Unpopular US Congress faces debt, jobs fights

New polls showed a 13 percent approval rate
of Congress in a Gallup study
© AFP/Getty Images/File Mark Wilson

 AFP

WASHINGTON (AFP) – US lawmakers return to work next week after a month-long break, facing pitched battles over government spending, trade, and boosting the job-starved economy as the 2012 White House race heats up.

Polarized politicians got bracingly bad news Friday as the US government reported the economy added no jobs in August, ending 10 months of gains and fueling fears of recession in the world’s richest country.

And new polls showed the US public angry and disgusted with Washington, with President Barack Obama hitting an all-time low of voters disapproving of him by 52 to 42 percent in a Quinnipiac University survey.

The Congress fared even worse, slumped at 13 percent approval in a Gallup study.

The data raised the already high stakes for Obama’s speech to a rare joint session of the US Congress on Thursday, when he lays out his plan for assaulting 9.1 percent unemployment some 14 months before he faces the voters.

Republican House Speaker John Boehner will counter exactly one week later with an address at the Economic Club of Washington, laying out a rival strategy on an issue vital to Obama’s quest for a second term in November 2012.

And House Republicans plan regular votes to roll back at least 10 government environmental or labor regulations that they describe as “job-killing” restrictions smothering US businesses.

Those efforts are expected to fall short in the Democratic-held Senate, while Obama’s proposals are unlikely to clear the House, amid political dysfunction that fed a weeks-long fight over the US debt ceiling and cost Washington its top-notch debt rating with the Standard & Poor’s agency.

The bitterly divided and woefully unpopular Congress may also feud over trade pacts with Colombia, Panama, and South Korea, which the White House and key lawmakers promise will help create jobs.

Obama has called for swift approval of the three trade deals, while Democrats have said they want to be sure that a special assistance package for workers who lose their jobs due to overseas competition also clears Congress.

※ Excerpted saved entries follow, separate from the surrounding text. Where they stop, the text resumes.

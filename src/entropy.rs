//! Entropy widths for the standard BIP39 mnemonic lengths.

use crate::error::{Result, ShareError};

#[cfg(feature = "zeroize")]
use zeroize::{Zeroize, ZeroizeOnDrop};

/// Bits encoded by a single mnemonic word
pub const BITS_PER_WORD: usize = 11;

/// Mnemonic lengths accepted for sharing
pub const WORD_COUNTS: [usize; 5] = [12, 15, 18, 21, 24];

/// Returns the entropy bit-length behind a mnemonic of `word_count` words.
///
/// Every word carries 11 bits, one bit in every 33 is checksum, so the
/// entropy is `w * 11 - w / 3` bits.
///
/// # Example
/// ```
/// use mnemonic_share::entropy_bits;
///
/// assert_eq!(entropy_bits(12).unwrap(), 128);
/// assert_eq!(entropy_bits(24).unwrap(), 256);
/// assert!(entropy_bits(13).is_err());
/// ```
pub fn entropy_bits(word_count: usize) -> Result<usize> {
    if !WORD_COUNTS.contains(&word_count) {
        return Err(ShareError::InvalidWordCount(word_count));
    }
    Ok(word_count * BITS_PER_WORD - word_count / 3)
}

/// Returns the mnemonic word count for an entropy of `bits` bits.
pub fn word_count_for_bits(bits: usize) -> Result<usize> {
    WORD_COUNTS
        .iter()
        .copied()
        .find(|&w| w * BITS_PER_WORD - w / 3 == bits)
        .ok_or(ShareError::InvalidEntropyLength(bits))
}

/// Raw entropy behind a mnemonic, always a standard width
///
/// The bytes are wiped on drop when the `zeroize` feature is enabled.
#[derive(Clone, PartialEq, Eq)]
#[cfg_attr(feature = "zeroize", derive(Zeroize, ZeroizeOnDrop))]
pub struct Entropy {
    bytes: Vec<u8>,
}

impl Entropy {
    /// Wraps `bytes`, rejecting lengths that no mnemonic can encode
    ///
    /// # Example
    /// ```
    /// use mnemonic_share::Entropy;
    ///
    /// let entropy = Entropy::from_bytes(vec![0u8; 16]).unwrap();
    /// assert_eq!(entropy.bits(), 128);
    /// assert_eq!(entropy.word_count(), 12);
    /// assert!(Entropy::from_bytes(vec![0u8; 17]).is_err());
    /// ```
    pub fn from_bytes(bytes: Vec<u8>) -> Result<Self> {
        word_count_for_bits(bytes.len() * 8)?;
        Ok(Self { bytes })
    }

    /// Entropy width in bits
    pub fn bits(&self) -> usize {
        self.bytes.len() * 8
    }

    /// Number of words in the mnemonic encoding this entropy
    pub fn word_count(&self) -> usize {
        let bits = self.bits();
        // from_bytes only admits standard widths
        bits * 3 / 32
    }

    pub fn as_bytes(&self) -> &[u8] {
        &self.bytes
    }
}

impl std::fmt::Debug for Entropy {
    fn fmt(&self, f: &mut std::fmt::Formatter<'_>) -> std::fmt::Result {
        f.debug_struct("Entropy")
            .field("bits", &self.bits())
            .finish_non_exhaustive()
    }
}

#[cfg(test)]
mod tests {
    use super::*;

    #[test]
    fn test_standard_word_counts() {
        let expected = [(12, 128), (15, 160), (18, 192), (21, 224), (24, 256)];
        for (words, bits) in expected {
            assert_eq!(entropy_bits(words).unwrap(), bits);
            assert_eq!(word_count_for_bits(bits).unwrap(), words);
        }
    }

    #[test]
    fn test_invalid_word_counts() {
        for words in [0, 1, 3, 11, 13, 23, 25, 48] {
            assert_eq!(
                entropy_bits(words),
                Err(ShareError::InvalidWordCount(words))
            );
        }
    }

    #[test]
    fn test_invalid_bit_lengths() {
        for bits in [0, 8, 127, 129, 512] {
            assert_eq!(
                word_count_for_bits(bits),
                Err(ShareError::InvalidEntropyLength(bits))
            );
        }
    }

    #[test]
    fn test_entropy_word_count() {
        for words in WORD_COUNTS {
            let bytes = vec![0xAB; entropy_bits(words).unwrap() / 8];
            let entropy = Entropy::from_bytes(bytes).unwrap();
            assert_eq!(entropy.word_count(), words);
        }
    }

    #[test]
    fn test_debug_hides_bytes() {
        let entropy = Entropy::from_bytes(vec![0x42; 32]).unwrap();
        let rendered = format!("{:?}", entropy);
        assert!(rendered.contains("256"));
        assert!(!rendered.contains("42"));
    }

    #[test]
    #[cfg(feature = "zeroize")]
    fn test_zeroize() {
        let mut entropy = Entropy::from_bytes(vec![0xFF; 16]).unwrap();
        entropy.zeroize();
        assert!(entropy.as_bytes().iter().all(|&b| b == 0));
    }
}
//! Width-exact conversion between entropy bytes and field elements.
//!
//! Entropy is read as a big-endian unsigned integer. Going back, a field
//! element is rendered as exactly `bits / 8` bytes: shorter output would lose
//! leading zeros and longer output would change the mnemonic word count.

use num_bigint::BigUint;

use crate::entropy::{Entropy, word_count_for_bits};
use crate::error::{Result, ShareError};
use crate::field::FieldElement;

/// Interprets `entropy` as a big-endian integer
pub fn to_field_element(entropy: &Entropy) -> FieldElement {
    FieldElement::new(BigUint::from_bytes_be(entropy.as_bytes()))
}

/// Renders `value` as exactly `bits / 8` big-endian bytes
///
/// # Errors
/// Returns `ShareError::InvalidEntropyLength` for a non-standard width and
/// `ShareError::WidthOverflow` if `value` needs more than `bits` bits.
///
/// # Example
/// ```
/// use mnemonic_share::{FieldElement, from_field_element};
///
/// let entropy = from_field_element(&FieldElement::from(1u32), 128).unwrap();
/// assert_eq!(entropy.as_bytes().len(), 16);
/// assert_eq!(entropy.as_bytes()[15], 1);
/// ```
pub fn from_field_element(value: &FieldElement, bits: usize) -> Result<Entropy> {
    word_count_for_bits(bits)?;
    let value_bits = value.value().bits();
    if value_bits > bits as u64 {
        return Err(ShareError::WidthOverflow { bits, value_bits });
    }

    let width = bits / 8;
    let digits = value.value().to_bytes_be();
    let mut bytes = vec![0u8; width];
    // to_bytes_be renders zero as a single zero byte
    let digits = if value.value().bits() == 0 {
        &[][..]
    } else {
        &digits[..]
    };
    bytes[width - digits.len()..].copy_from_slice(digits);
    Entropy::from_bytes(bytes)
}

/// Renders entropy as `bits / 4` lowercase hex digits
pub fn to_hex(entropy: &Entropy) -> String {
    hex::encode(entropy.as_bytes())
}

/// Parses exactly `bits / 4` hex digits back into entropy
///
/// # Errors
/// - `ShareError::WidthOverflow` for more than `bits / 4` digits
/// - `ShareError::InvalidEntropyLength` for fewer
/// - `ShareError::InvalidHex` for anything that is not a hex digit
///
/// # Example
/// ```
/// use mnemonic_share::{from_hex, to_hex};
///
/// let hex = "000102030405060708090a0b0c0d0e0f";
/// let entropy = from_hex(hex, 128).unwrap();
/// assert_eq!(to_hex(&entropy), hex);
/// assert!(from_hex("0102", 128).is_err());
/// ```
pub fn from_hex(hex: &str, bits: usize) -> Result<Entropy> {
    word_count_for_bits(bits)?;
    let digits = bits / 4;
    if hex.len() > digits {
        return Err(ShareError::WidthOverflow {
            bits,
            value_bits: hex.len() as u64 * 4,
        });
    }
    if hex.len() != digits {
        return Err(ShareError::InvalidEntropyLength(hex.len() * 4));
    }

    let bytes = hex::decode(hex).map_err(|e| ShareError::InvalidHex(e.to_string()))?;
    Entropy::from_bytes(bytes)
}
use serde::{Deserialize, Serialize};

use crate::error::{Result, ShareError};
use crate::modulus::ModulusPolicy;

/// Which threshold-sized subsets the round-trip check reconstructs from
#[derive(Debug, Clone, Copy, PartialEq, Eq, Default, Serialize, Deserialize)]
pub enum SubsetStrategy {
    /// Every subset of `threshold` shares
    #[default]
    Exhaustive,
    /// The `total_shares` wrap-around windows of `threshold` consecutive shares
    Cyclic,
}

/// Configuration options for splitting and recovery
#[derive(Debug, Clone, PartialEq, Eq)]
pub struct Config {
    /// How the field modulus is derived from the entropy width
    pub modulus: ModulusPolicy,
    /// Whether fresh shares are round-trip checked before being returned
    pub self_check: bool,
    /// Subsets exercised by the round-trip check
    pub subset_strategy: SubsetStrategy,
    /// Upper bound on subsets the round-trip check may visit
    pub max_checked_subsets: usize,
}

impl Default for Config {
    fn default() -> Self {
        Self {
            modulus: ModulusPolicy::default(),
            self_check: true,
            subset_strategy: SubsetStrategy::default(),
            max_checked_subsets: 10_000,
        }
    }
}

impl Config {
    /// Creates a new configuration with default values
    pub fn new() -> Self {
        Self::default()
    }

    /// Sets the modulus policy
    pub fn with_modulus(mut self, modulus: ModulusPolicy) -> Self {
        self.modulus = modulus;
        self
    }

    /// Enables or disables the round-trip check on fresh shares
    pub fn with_self_check(mut self, enabled: bool) -> Self {
        self.self_check = enabled;
        self
    }

    /// Sets the subset strategy for the round-trip check
    pub fn with_subset_strategy(mut self, strategy: SubsetStrategy) -> Self {
        self.subset_strategy = strategy;
        self
    }

    /// Caps the number of subsets the round-trip check visits
    pub fn with_max_checked_subsets(mut self, max: usize) -> Result<Self> {
        if max == 0 {
            return Err(ShareError::InvalidConfig(
                "Subset limit cannot be zero".into(),
            ));
        }
        self.max_checked_subsets = max;
        Ok(self)
    }

    /// Validates the configuration
    pub fn validate(&self) -> Result<()> {
        if self.max_checked_subsets == 0 {
            return Err(ShareError::InvalidConfig(
                "Subset limit cannot be zero".into(),
            ));
        }

        Ok(())
    }
}
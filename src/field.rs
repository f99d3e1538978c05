use num_bigint::{BigInt, BigUint, Sign};
use num_traits::{One, Zero};

/// An element of the sharing field, reduced below its modulus
///
/// # Example
/// ```
/// use mnemonic_share::FieldElement;
///
/// let element = FieldElement::from(0xABu32);
/// assert_eq!(element.value().to_bytes_be(), vec![0xAB]);
/// ```
#[derive(Debug, Clone, PartialEq, Eq, Hash)]
pub struct FieldElement(BigUint);

impl FieldElement {
    #[inline]
    pub fn new(value: BigUint) -> Self {
        Self(value)
    }

    #[inline]
    pub fn zero() -> Self {
        Self(BigUint::zero())
    }

    #[inline]
    pub fn value(&self) -> &BigUint {
        &self.0
    }

    #[inline]
    pub fn into_value(self) -> BigUint {
        self.0
    }
}

impl From<u32> for FieldElement {
    fn from(value: u32) -> Self {
        Self(BigUint::from(value))
    }
}

impl From<BigUint> for FieldElement {
    fn from(value: BigUint) -> Self {
        Self(value)
    }
}

/// Integers modulo `p`
///
/// Arithmetic is only a field when `p` is prime. For a composite modulus
/// [`PrimeField::inverse`] returns `None` for every non-unit.
///
/// # Example
/// ```
/// use mnemonic_share::{FieldElement, PrimeField};
/// use num_bigint::BigUint;
///
/// let field = PrimeField::new(BigUint::from(257u32));
/// let a = FieldElement::from(200u32);
/// let b = FieldElement::from(100u32);
/// assert_eq!(field.add(&a, &b), FieldElement::from(43u32));
/// assert_eq!(field.sub(&b, &a), FieldElement::from(157u32));
/// ```
#[derive(Debug, Clone, PartialEq, Eq)]
pub struct PrimeField {
    modulus: BigUint,
}

impl PrimeField {
    pub fn new(modulus: BigUint) -> Self {
        Self { modulus }
    }

    #[inline]
    pub fn modulus(&self) -> &BigUint {
        &self.modulus
    }

    /// True when `element` is already reduced below the modulus
    #[inline]
    pub fn contains(&self, element: &FieldElement) -> bool {
        element.0 < self.modulus
    }

    #[inline]
    pub fn reduce(&self, value: &BigUint) -> FieldElement {
        FieldElement(value % &self.modulus)
    }

    #[inline]
    pub fn add(&self, a: &FieldElement, b: &FieldElement) -> FieldElement {
        FieldElement((&a.0 + &b.0) % &self.modulus)
    }

    #[inline]
    pub fn sub(&self, a: &FieldElement, b: &FieldElement) -> FieldElement {
        // operands are reduced, so adding the modulus keeps the result non-negative
        FieldElement((&a.0 + &self.modulus - &b.0) % &self.modulus)
    }

    #[inline]
    pub fn mul(&self, a: &FieldElement, b: &FieldElement) -> FieldElement {
        FieldElement((&a.0 * &b.0) % &self.modulus)
    }

    /// Multiplicative inverse via the extended Euclidean algorithm
    ///
    /// Returns `None` for zero and for any value sharing a factor with the
    /// modulus.
    ///
    /// # Example
    /// ```
    /// use mnemonic_share::{FieldElement, PrimeField};
    /// use num_bigint::BigUint;
    ///
    /// let field = PrimeField::new(BigUint::from(257u32));
    /// let a = FieldElement::from(3u32);
    /// let inv = field.inverse(&a).unwrap();
    /// assert_eq!(field.mul(&a, &inv), FieldElement::from(1u32));
    /// ```
    pub fn inverse(&self, a: &FieldElement) -> Option<FieldElement> {
        let modulus = BigInt::from_biguint(Sign::Plus, self.modulus.clone());
        let mut r0 = modulus.clone();
        let mut r1 = BigInt::from_biguint(Sign::Plus, &a.0 % &self.modulus);
        let mut t0 = BigInt::zero();
        let mut t1 = BigInt::one();

        while !r1.is_zero() {
            let q = &r0 / &r1;
            let r2 = &r0 - &q * &r1;
            let t2 = &t0 - &q * &t1;
            r0 = std::mem::replace(&mut r1, r2);
            t0 = std::mem::replace(&mut t1, t2);
        }

        if !r0.is_one() {
            return None;
        }
        if t0.sign() == Sign::Minus {
            t0 += &modulus;
        }
        t0.to_biguint().map(FieldElement)
    }

    /// Evaluates `coefficients[0] + coefficients[1]·x + …` at `x` with Horner's rule
    pub fn evaluate(&self, coefficients: &[FieldElement], x: &FieldElement) -> FieldElement {
        coefficients
            .iter()
            .rev()
            .fold(FieldElement::zero(), |acc, coeff| {
                self.add(&self.mul(&acc, x), coeff)
            })
    }
}
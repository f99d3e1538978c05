use num_bigint::BigUint;
use rand::rngs::OsRng;
use rand_chacha::ChaCha20Rng;
use rand_core::{CryptoRng, RngCore, SeedableRng};
use std::collections::HashSet;

#[cfg(feature = "zeroize")]
use zeroize::Zeroize;

use crate::error::{Result, ShareError};
use crate::field::{FieldElement, PrimeField};

/// A point on the sharing polynomial
///
/// Any `threshold` shares with distinct indices determine the polynomial and
/// therefore its constant term, the secret. Fewer reveal nothing about it.
///
/// # Example
/// ```
/// use mnemonic_share::{FieldElement, PrimeField, ShamirShare};
/// use num_bigint::BigUint;
///
/// let field = PrimeField::new(BigUint::from(257u32));
/// let scheme = ShamirShare::builder(5, 3).build().unwrap();
/// let shares = scheme.split(&FieldElement::from(42u32), &field).unwrap();
///
/// assert_eq!(shares[0].index, 1);
/// assert_eq!(shares.len(), 5);
/// ```
#[derive(Debug, Clone, PartialEq, Eq)]
pub struct Share {
    /// Evaluation point (x-coordinate), never zero
    pub index: u8,
    /// Polynomial value at `index`
    pub value: FieldElement,
}

/// Threshold secret sharing over integers modulo `p`
///
/// Each call to [`ShamirShare::split`] seeds a fresh ChaCha20 generator from
/// the operating system and drops it before returning; no generator state
/// survives between splits.
///
/// # Example
/// ```
/// use mnemonic_share::{FieldElement, PrimeField, ShamirShare};
/// use num_bigint::BigUint;
///
/// let field = PrimeField::new(BigUint::from(7919u32));
/// let scheme = ShamirShare::builder(5, 3).build().unwrap();
///
/// let secret = FieldElement::from(1234u32);
/// let shares = scheme.split(&secret, &field).unwrap();
///
/// let recovered = ShamirShare::reconstruct(&shares[1..4], &field).unwrap();
/// assert_eq!(recovered, secret);
/// ```
#[derive(Debug, Clone, Copy, PartialEq, Eq)]
pub struct ShamirShare {
    /// Total number of shares to generate
    total_shares: u8,
    /// Minimum number of shares needed for reconstruction
    threshold: u8,
}

/// Builder for [`ShamirShare`] that validates parameters before any
/// randomness is drawn
#[derive(Debug)]
pub struct ShamirShareBuilder {
    total_shares: u8,
    threshold: u8,
}

impl ShamirShareBuilder {
    /// # Arguments
    /// * `total_shares` - Number of shares to create (threshold-255)
    /// * `threshold` - Shares required for reconstruction (2-total_shares)
    pub fn new(total_shares: u8, threshold: u8) -> Self {
        Self {
            total_shares,
            threshold,
        }
    }

    /// Builds the scheme
    ///
    /// # Errors
    /// Returns `ShareError::ThresholdOutOfRange` unless
    /// `2 <= threshold <= total_shares`.
    pub fn build(self) -> Result<ShamirShare> {
        if self.threshold < 2 || self.threshold > self.total_shares {
            return Err(ShareError::ThresholdOutOfRange {
                threshold: self.threshold,
                total_shares: self.total_shares,
            });
        }

        Ok(ShamirShare {
            total_shares: self.total_shares,
            threshold: self.threshold,
        })
    }
}

impl ShamirShare {
    pub fn builder(total_shares: u8, threshold: u8) -> ShamirShareBuilder {
        ShamirShareBuilder::new(total_shares, threshold)
    }

    pub fn threshold(&self) -> u8 {
        self.threshold
    }

    pub fn total_shares(&self) -> u8 {
        self.total_shares
    }

    /// Splits `secret` into `total_shares` shares over `field`
    ///
    /// # Errors
    /// - `ShareError::SecretOutOfRange` if `secret` is not below the modulus
    /// - `ShareError::RandomSource` if the OS random source is unavailable
    pub fn split(&self, secret: &FieldElement, field: &PrimeField) -> Result<Vec<Share>> {
        Self::check_secret(secret, field)?;
        let mut rng = ChaCha20Rng::try_from_rng(&mut OsRng)
            .map_err(|e| ShareError::RandomSource(e.to_string()))?;
        self.split_with_rng(secret, field, &mut rng)
    }

    /// Splits with a caller-supplied generator
    ///
    /// Only the sampling byte buffer is wiped. The coefficients are `BigUint`
    /// values whose limbs are freed without being cleared.
    pub(crate) fn split_with_rng<R: RngCore + CryptoRng>(
        &self,
        secret: &FieldElement,
        field: &PrimeField,
        rng: &mut R,
    ) -> Result<Vec<Share>> {
        Self::check_secret(secret, field)?;

        // f(x) = secret + a1*x + ... + a_{t-1}*x^{t-1}
        let mut coefficients = Vec::with_capacity(self.threshold as usize);
        coefficients.push(secret.clone());
        for _ in 1..self.threshold {
            coefficients.push(random_below(field.modulus(), rng));
        }

        let shares = (1..=self.total_shares)
            .map(|index| Share {
                index,
                value: field.evaluate(&coefficients, &FieldElement::from(index as u32)),
            })
            .collect();

        tracing::trace!(
            threshold = self.threshold,
            total_shares = self.total_shares,
            "shamir::split"
        );
        Ok(shares)
    }

    /// Recovers the constant term by Lagrange interpolation at zero
    ///
    /// All supplied shares are used. Passing at least two but fewer than
    /// `threshold` shares cannot be detected and yields an unrelated value.
    ///
    /// # Errors
    /// - `ShareError::InsufficientShares` for fewer than two shares
    /// - `ShareError::InvalidShareIndex` for index zero
    /// - `ShareError::DuplicateShareIndex` if an index repeats
    /// - `ShareError::ShareOutOfRange` if a value is not below the modulus
    /// - `ShareError::NonInvertible` if two indices differ by a non-unit of a
    ///   composite modulus
    pub fn reconstruct(shares: &[Share], field: &PrimeField) -> Result<FieldElement> {
        if shares.len() < 2 {
            return Err(ShareError::InsufficientShares { got: shares.len() });
        }

        let mut seen = HashSet::with_capacity(shares.len());
        for share in shares {
            if share.index == 0 {
                return Err(ShareError::InvalidShareIndex(share.index));
            }
            if !seen.insert(share.index) {
                return Err(ShareError::DuplicateShareIndex(share.index));
            }
            if !field.contains(&share.value) {
                return Err(ShareError::ShareOutOfRange { index: share.index });
            }
        }

        let coefficients = Self::compute_lagrange_coefficients(shares, field)?;
        let secret = shares
            .iter()
            .zip(&coefficients)
            .fold(FieldElement::zero(), |acc, (share, coeff)| {
                field.add(&acc, &field.mul(coeff, &share.value))
            });

        tracing::trace!(shares = shares.len(), "shamir::reconstruct");
        Ok(secret)
    }

    /// Basis polynomials evaluated at zero: `Π_{j≠i} x_j / (x_j - x_i)`
    fn compute_lagrange_coefficients(
        shares: &[Share],
        field: &PrimeField,
    ) -> Result<Vec<FieldElement>> {
        let xs: Vec<FieldElement> = shares
            .iter()
            .map(|share| FieldElement::from(share.index as u32))
            .collect();

        xs.iter()
            .enumerate()
            .map(|(i, x_i)| {
                let mut numerator = FieldElement::from(1u32);
                let mut denominator = FieldElement::from(1u32);
                for (j, x_j) in xs.iter().enumerate() {
                    if i != j {
                        numerator = field.mul(&numerator, x_j);
                        denominator = field.mul(&denominator, &field.sub(x_j, x_i));
                    }
                }
                match field.inverse(&denominator) {
                    Some(inv) => Ok(field.mul(&numerator, &inv)),
                    None => Err(Self::non_invertible_pair(shares, i, field)),
                }
            })
            .collect()
    }

    fn non_invertible_pair(shares: &[Share], i: usize, field: &PrimeField) -> ShareError {
        let x_i = FieldElement::from(shares[i].index as u32);
        shares
            .iter()
            .enumerate()
            .filter(|(j, _)| *j != i)
            .find(|(_, share)| {
                let x_j = FieldElement::from(share.index as u32);
                field.inverse(&field.sub(&x_j, &x_i)).is_none()
            })
            .map(|(_, share)| ShareError::NonInvertible(shares[i].index, share.index))
            .unwrap_or(ShareError::NonInvertible(shares[i].index, shares[i].index))
    }

    fn check_secret(secret: &FieldElement, field: &PrimeField) -> Result<()> {
        if !field.contains(secret) {
            return Err(ShareError::SecretOutOfRange {
                bits: field.modulus().bits() as usize,
            });
        }
        Ok(())
    }
}

/// Draws uniformly from `[0, modulus)` by rejection sampling
fn random_below<R: RngCore + CryptoRng>(modulus: &BigUint, rng: &mut R) -> FieldElement {
    let bits = modulus.bits() as usize;
    let mut buf = vec![0u8; bits.div_ceil(8)];
    let excess = buf.len() * 8 - bits;
    loop {
        rng.fill_bytes(&mut buf);
        buf[0] &= 0xFF >> excess;
        let candidate = BigUint::from_bytes_be(&buf);
        if candidate < *modulus {
            #[cfg(feature = "zeroize")]
            buf.zeroize();
            return FieldElement::new(candidate);
        }
    }
}
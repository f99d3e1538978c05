#![no_main]

use libfuzzer_sys::fuzz_target;
use mnemonic_share::{Config, MnemonicShare, MnemonicSharing, ModulusPolicy};

// Builds arbitrary share sets from raw bytes and feeds them to recovery.
//
// Covered inputs: zero and duplicate indices, mixed word counts, share
// values at or above the modulus, and composite-modulus gaps. Recovery must
// return Ok or Err and never panic.
fuzz_target!(|data: &[u8]| {
    if data.len() < 3 {
        return;
    }

    let policy = if data[0] & 1 == 0 {
        ModulusPolicy::Prime
    } else {
        ModulusPolicy::Mersenne
    };
    let count = (data[1] % 12) as usize;
    let mut offset = 2;

    let mut shares = Vec::new();
    for _ in 0..count {
        if offset + 2 > data.len() {
            break;
        }
        let index = data[offset];
        let width = [16, 20, 24, 28, 32][(data[offset + 1] % 5) as usize];
        offset += 2;

        let mut entropy = vec![0u8; width];
        for (i, byte) in entropy.iter_mut().enumerate() {
            *byte = data.get(offset + i).copied().unwrap_or(0);
        }
        offset += width;

        if let Ok(mnemonic) = bip39::Mnemonic::from_entropy(&entropy) {
            shares.push(MnemonicShare { index, mnemonic });
        }
    }

    let config = Config::new().with_modulus(policy);
    let _result = MnemonicSharing::recover_with_config(&shares, &config);

    if shares.len() >= 2 {
        let duplicated = vec![shares[0].clone(), shares[0].clone()];
        let _result = MnemonicSharing::recover_with_config(&duplicated, &config);
    }
});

Another marquee battle will focus on a 12-member “supercommittee” created in the hard-fought debt-limit deal and now tasked with slashing at least $1.2 trillion from government deficits over 10 years.

If the panel cannot agree on a compromise by November 23, or if the compromise fails to clear Congress by December 23, that would trigger deep cuts to security programs and to providers in the popular Medicare health program for the elderly and disabled.

Asked about the prospects for agreement, veteran US Congress-watched Norm Ornstein told AFP: “Everything on the surface would say it looks pretty awful.”

But lawmakers could find common ground in the face of “growing alarm — for all the obvious reasons — over the state of the economy and the global economy.”

Still, Obama’s speech will likely open a new rift with House Republicans who refuse to accept new spending proposals and tax increases on the richest Americans and wealthy corporations, and want steep cuts in expenditures in programs dear to Democrats.

The plan is expected to consist of a mix of old and new proposals, including a call for tax rises on the wealthiest Americans, more spending on job creating infrastructure projects and an extension to a payroll tax cut.

Republicans, who once favored that reduction, now question its effectiveness and have signalled they may fight the White House.

But at least one fight that had been expected — a showdown over whether Obama overstepped his authority by committing US forces to strike Libya — may not materialize given the rebels’ rout of Moamer Kadhafi’s forces from Tripoli.

An aide to Senate Foreign Relations Committee Chairman John Kerry told AFP lawmakers were now “unlikely” to debate his resolution authorizing Obama’s use of force “given the circumstances.”